● **Your goal**
From the entries that follow, report every line in which "ResponseParser" occurs.
== Data for review ==
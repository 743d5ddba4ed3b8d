//! Plain text parser.

use tracing::debug;

use super::{ParserKind, ResponseParser};
use crate::domain::entities::{DEFAULT_TEXT_CHARSET, RawResponse};
use crate::domain::errors::RequestError;

/// Decodes the body as text using the declared charset.
///
/// Bodies in an unsupported charset are decoded as UTF-8 instead of failing.
#[derive(Debug, Clone, Copy)]
pub struct StringParser {
    default_charset: &'static str,
}

impl StringParser {
    /// Creates a parser assuming ISO-8859-1 when no charset is declared.
    #[must_use]
    pub const fn new() -> Self {
        Self {
            default_charset: DEFAULT_TEXT_CHARSET,
        }
    }

    /// Overrides the charset assumed when none is declared.
    #[must_use]
    pub const fn with_default_charset(mut self, charset: &'static str) -> Self {
        self.default_charset = charset;
        self
    }
}

impl Default for StringParser {
    fn default() -> Self {
        Self::new()
    }
}

impl ResponseParser for StringParser {
    type Output = String;

    fn kind(&self) -> ParserKind {
        ParserKind::PlainText
    }

    fn parse(&self, response: &RawResponse) -> Result<String, RequestError> {
        match response.text(self.default_charset) {
            Ok(text) => Ok(text),
            Err(e) => {
                debug!(error = %e, "Falling back to UTF-8");
                Ok(String::from_utf8_lossy(response.body()).into_owned())
            }
        }
    }
}

#[cfg(test)]
mod tests {
    use super::*;
    use reqwest::header::{CONTENT_TYPE, HeaderMap, HeaderValue};

    fn response(content_type: &'static str, body: &'static [u8]) -> RawResponse {
        let mut headers = HeaderMap::new();
        headers.insert(CONTENT_TYPE, HeaderValue::from_static(content_type));
        RawResponse::new(200, headers, body)
    }

    #[test]
    fn test_default_charset_is_latin1() {
        let parsed = StringParser::new().parse(&response("text/html", b"\xe9t\xe9"));
        assert_eq!(parsed.unwrap(), "été");
    }

    #[test]
    fn test_declared_charset_wins() {
        let parsed = StringParser::new().parse(&response("text/html; charset=UTF-8", "été".as_bytes()));
        assert_eq!(parsed.unwrap(), "été");
    }

    #[test]
    fn test_unsupported_charset_falls_back_to_utf8() {
        let parsed = StringParser::new().parse(&response("text/html; charset=gbk", b"hello"));
        assert_eq!(parsed.unwrap(), "hello");
    }

    #[test]
    fn test_custom_default_charset() {
        let parser = StringParser::new().with_default_charset("utf-8");
        let parsed = parser.parse(&response("text/plain", "naïve".as_bytes()));
        assert_eq!(parsed.unwrap(), "naïve");
    }
}
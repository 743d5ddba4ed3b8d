//! Raw and parsed responses.

use std::time::Duration;

use bytes::Bytes;
use reqwest::header::{CONTENT_TYPE, HeaderMap};

use super::cache_metadata::CacheMetadata;
use crate::domain::errors::RequestError;

/// Charset assumed for text bodies without a declared charset.
pub const DEFAULT_TEXT_CHARSET: &str = "ISO-8859-1";

/// Charset assumed for JSON and XML bodies without a declared charset.
pub const DEFAULT_PROTOCOL_CHARSET: &str = "utf-8";

/// Bytes, headers and status of one completed HTTP exchange.
#[derive(Debug, Clone)]
pub struct RawResponse {
    status: u16,
    headers: HeaderMap,
    body: Bytes,
    elapsed: Duration,
}

impl RawResponse {
    /// Creates a raw response.
    #[must_use]
    pub fn new(status: u16, headers: HeaderMap, body: impl Into<Bytes>) -> Self {
        Self {
            status,
            headers,
            body: body.into(),
            elapsed: Duration::ZERO,
        }
    }

    /// Sets the round-trip time.
    #[must_use]
    pub const fn with_elapsed(mut self, elapsed: Duration) -> Self {
        self.elapsed = elapsed;
        self
    }

    /// Returns the status code.
    #[must_use]
    pub const fn status(&self) -> u16 {
        self.status
    }

    /// Returns the response headers.
    #[must_use]
    pub const fn headers(&self) -> &HeaderMap {
        &self.headers
    }

    /// Returns the body bytes.
    #[must_use]
    pub const fn body(&self) -> &Bytes {
        &self.body
    }

    /// Returns the round-trip time.
    #[must_use]
    pub const fn elapsed(&self) -> Duration {
        self.elapsed
    }

    /// Returns the `Content-Type` header value.
    #[must_use]
    pub fn content_type(&self) -> Option<&str> {
        self.headers
            .get(CONTENT_TYPE)
            .and_then(|value| value.to_str().ok())
    }

    /// Returns the declared charset, or `default` when none is declared.
    #[must_use]
    pub fn charset<'a>(&'a self, default: &'a str) -> &'a str {
        self.content_type()
            .and_then(|content_type| {
                content_type.split(';').skip(1).find_map(|param| {
                    let (name, value) = param.split_once('=')?;
                    name.trim()
                        .eq_ignore_ascii_case("charset")
                        .then(|| value.trim().trim_matches('"'))
                })
            })
            .filter(|charset| !charset.is_empty())
            .unwrap_or(default)
    }

    /// Decodes the body using the declared charset, falling back to `default`.
    ///
    /// # Errors
    /// Returns `ParseError` if the charset is not supported.
    pub fn text(&self, default: &str) -> Result<String, RequestError> {
        decode_text(&self.body, self.charset(default))
    }
}

/// Decodes bytes in one of the supported charsets.
///
/// Malformed sequences are replaced with U+FFFD rather than rejected.
///
/// # Errors
/// Returns `ParseError` for charsets other than UTF-8, ISO-8859-1 and US-ASCII.
pub fn decode_text(bytes: &[u8], charset: &str) -> Result<String, RequestError> {
    match charset.to_ascii_lowercase().as_str() {
        "utf-8" | "utf8" => Ok(String::from_utf8_lossy(bytes).into_owned()),
        "iso-8859-1" | "iso8859-1" | "latin1" | "latin-1" | "l1" => {
            Ok(bytes.iter().copied().map(char::from).collect())
        }
        "us-ascii" | "ascii" => Ok(bytes
            .iter()
            .map(|&b| if b.is_ascii() { char::from(b) } else { '\u{FFFD}' })
            .collect()),
        other => Err(RequestError::parse(format!("unsupported charset {other:?}"))),
    }
}

/// Successful, parsed result of a request.
#[derive(Debug, Clone)]
pub struct Response<T> {
    value: T,
    cache: Option<CacheMetadata>,
}

impl<T> Response<T> {
    /// Creates a response.
    #[must_use]
    pub const fn new(value: T, cache: Option<CacheMetadata>) -> Self {
        Self { value, cache }
    }

    /// Returns the parsed value.
    #[must_use]
    pub const fn value(&self) -> &T {
        &self.value
    }

    /// Consumes the response and returns the parsed value.
    #[must_use]
    pub fn into_value(self) -> T {
        self.value
    }

    /// Returns cache metadata derived from the response headers.
    ///
    /// `None` when the server forbade caching or sent no caching headers.
    #[must_use]
    pub const fn cache(&self) -> Option<&CacheMetadata> {
        self.cache.as_ref()
    }

    /// Maps the parsed value, keeping the metadata.
    #[must_use]
    pub fn map<U>(self, f: impl FnOnce(T) -> U) -> Response<U> {
        Response {
            value: f(self.value),
            cache: self.cache,
        }
    }
}

/// The single terminal outcome delivered for a request.
pub type Delivery<T> = Result<Response<T>, RequestError>;
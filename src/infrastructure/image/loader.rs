//! Cached, batched image loading on top of the request queue.

use std::collections::HashMap;
use std::sync::Arc;

use parking_lot::Mutex;
use tokio::sync::oneshot;
use tracing::{debug, trace};

use crate::application::parsers::ImageParser;
use crate::domain::entities::{Bitmap, ColorDepth, DecodeConfig, Request, RequestId};
use crate::domain::errors::RequestError;
use crate::domain::ports::ImageCachePort;
use crate::infrastructure::queue::RequestQueue;

/// Outcome of one image load.
pub type BitmapResult = Result<Arc<Bitmap>, RequestError>;

type Batches = Arc<Mutex<HashMap<String, Batch>>>;

/// Callers waiting on the same cache key.
struct Batch {
    request: Option<RequestId>,
    waiters: Vec<oneshot::Sender<BitmapResult>>,
}

/// Removes its batch when the load finishes or is dropped unfinished.
struct BatchGuard {
    key: String,
    batches: Batches,
    finished: bool,
}

impl BatchGuard {
    fn complete(mut self, result: &BitmapResult) {
        self.finished = true;
        let waiters = self
            .batches
            .lock()
            .remove(&self.key)
            .map(|batch| batch.waiters)
            .unwrap_or_default();
        trace!(key = %self.key, waiters = waiters.len(), "Image batch complete");
        for waiter in waiters {
            let _ = waiter.send(result.clone());
        }
    }
}

impl Drop for BatchGuard {
    fn drop(&mut self) {
        if !self.finished && self.batches.lock().remove(&self.key).is_some() {
            debug!(key = %self.key, "Image load abandoned");
        }
    }
}

/// Builds the cache key for a URL decoded within the given bounds.
#[must_use]
pub fn cache_key(url: &str, max_width: u32, max_height: u32) -> String {
    format!("#W{max_width}#H{max_height}{url}")
}

/// Loads images through the request queue, memoizing decoded bitmaps.
///
/// Concurrent loads of the same URL and bounds share one network request.
pub struct ImageLoader {
    queue: Arc<RequestQueue>,
    cache: Arc<dyn ImageCachePort>,
    batches: Batches,
    color: ColorDepth,
}

impl std::fmt::Debug for ImageLoader {
    fn fmt(&self, f: &mut std::fmt::Formatter<'_>) -> std::fmt::Result {
        f.debug_struct("ImageLoader")
            .field("color", &self.color)
            .field("in_flight", &self.batches.lock().len())
            .finish_non_exhaustive()
    }
}

impl ImageLoader {
    /// Creates a loader decoding to RGBA.
    #[must_use]
    pub fn new(queue: Arc<RequestQueue>, cache: Arc<dyn ImageCachePort>) -> Self {
        Self {
            queue,
            cache,
            batches: Arc::default(),
            color: ColorDepth::default(),
        }
    }

    /// Sets the pixel layout used for decoding.
    #[must_use]
    pub const fn with_color(mut self, color: ColorDepth) -> Self {
        self.color = color;
        self
    }

    /// Returns the cached bitmap without touching the network.
    #[must_use]
    pub fn cached(&self, url: &str, max_width: u32, max_height: u32) -> Option<Arc<Bitmap>> {
        self.cache.get(&cache_key(url, max_width, max_height))
    }

    /// Loads an image, from cache when possible.
    ///
    /// Returns `None` if the load was cancelled.
    pub async fn get(&self, url: &str, max_width: u32, max_height: u32) -> Option<BitmapResult> {
        let key = cache_key(url, max_width, max_height);
        if let Some(bitmap) = self.cache.get(&key) {
            trace!(key = %key, "Image served from cache");
            return Some(Ok(bitmap));
        }

        let (tx, rx) = oneshot::channel();
        let start = {
            let mut batches = self.batches.lock();
            if let Some(batch) = batches.get_mut(&key) {
                batch.waiters.push(tx);
                false
            } else {
                batches.insert(
                    key.clone(),
                    Batch {
                        request: None,
                        waiters: vec![tx],
                    },
                );
                true
            }
        };

        if start {
            self.start_load(url, key, max_width, max_height);
        } else {
            debug!(key = %key, "Joining in-flight image load");
        }

        rx.await.ok()
    }

    /// Cancels the in-flight load for a URL and bounds. Every waiter gets `None`.
    pub fn cancel(&self, url: &str, max_width: u32, max_height: u32) -> bool {
        let key = cache_key(url, max_width, max_height);
        let request = self.batches.lock().get(&key).and_then(|batch| batch.request);
        request.is_some_and(|id| self.queue.cancel(id))
    }

    /// Returns the number of distinct loads in flight.
    #[must_use]
    pub fn in_flight_count(&self) -> usize {
        self.batches.lock().len()
    }

    fn start_load(&self, url: &str, key: String, max_width: u32, max_height: u32) {
        let parser =
            ImageParser::new(DecodeConfig::new(self.color).with_max_size(max_width, max_height));
        let guard = BatchGuard {
            key: key.clone(),
            batches: self.batches.clone(),
            finished: false,
        };
        let cache = self.cache.clone();

        let id = self
            .queue
            .submit_with(Request::get(url), parser, move |delivery| {
                let result = delivery.map(|response| {
                    let bitmap = Arc::new(response.into_value());
                    cache.put(&guard.key, bitmap.clone());
                    bitmap
                });
                guard.complete(&result);
            });

        debug!(key = %key, id = %id, "Started image load");
        if let Some(batch) = self.batches.lock().get_mut(&key) {
            batch.request = Some(id);
        }
    }
}
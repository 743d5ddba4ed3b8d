//! Infrastructure layer with the transport, queue and cache adapters.

/// Application configuration.
pub mod config;
/// Process-wide client objects.
pub mod context;
/// HTTP transport.
pub mod http;
/// Bitmap caching and image loading.
pub mod image;
/// Prioritized request queue.
pub mod queue;

pub use config::{AppConfig, CliArgs, ConfigError, DemoCommand, LogLevel, StorageManager};
pub use context::ClientContext;
pub use http::ReqwestTransport;
pub use image::{BitmapLruCache, CacheStats, ImageLoader};
pub use queue::{RequestHandle, RequestQueue, RequestQueueConfig};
===
● **Worked solution**
use super::{ParserKind, ResponseParser};
impl ResponseParser for StringParser {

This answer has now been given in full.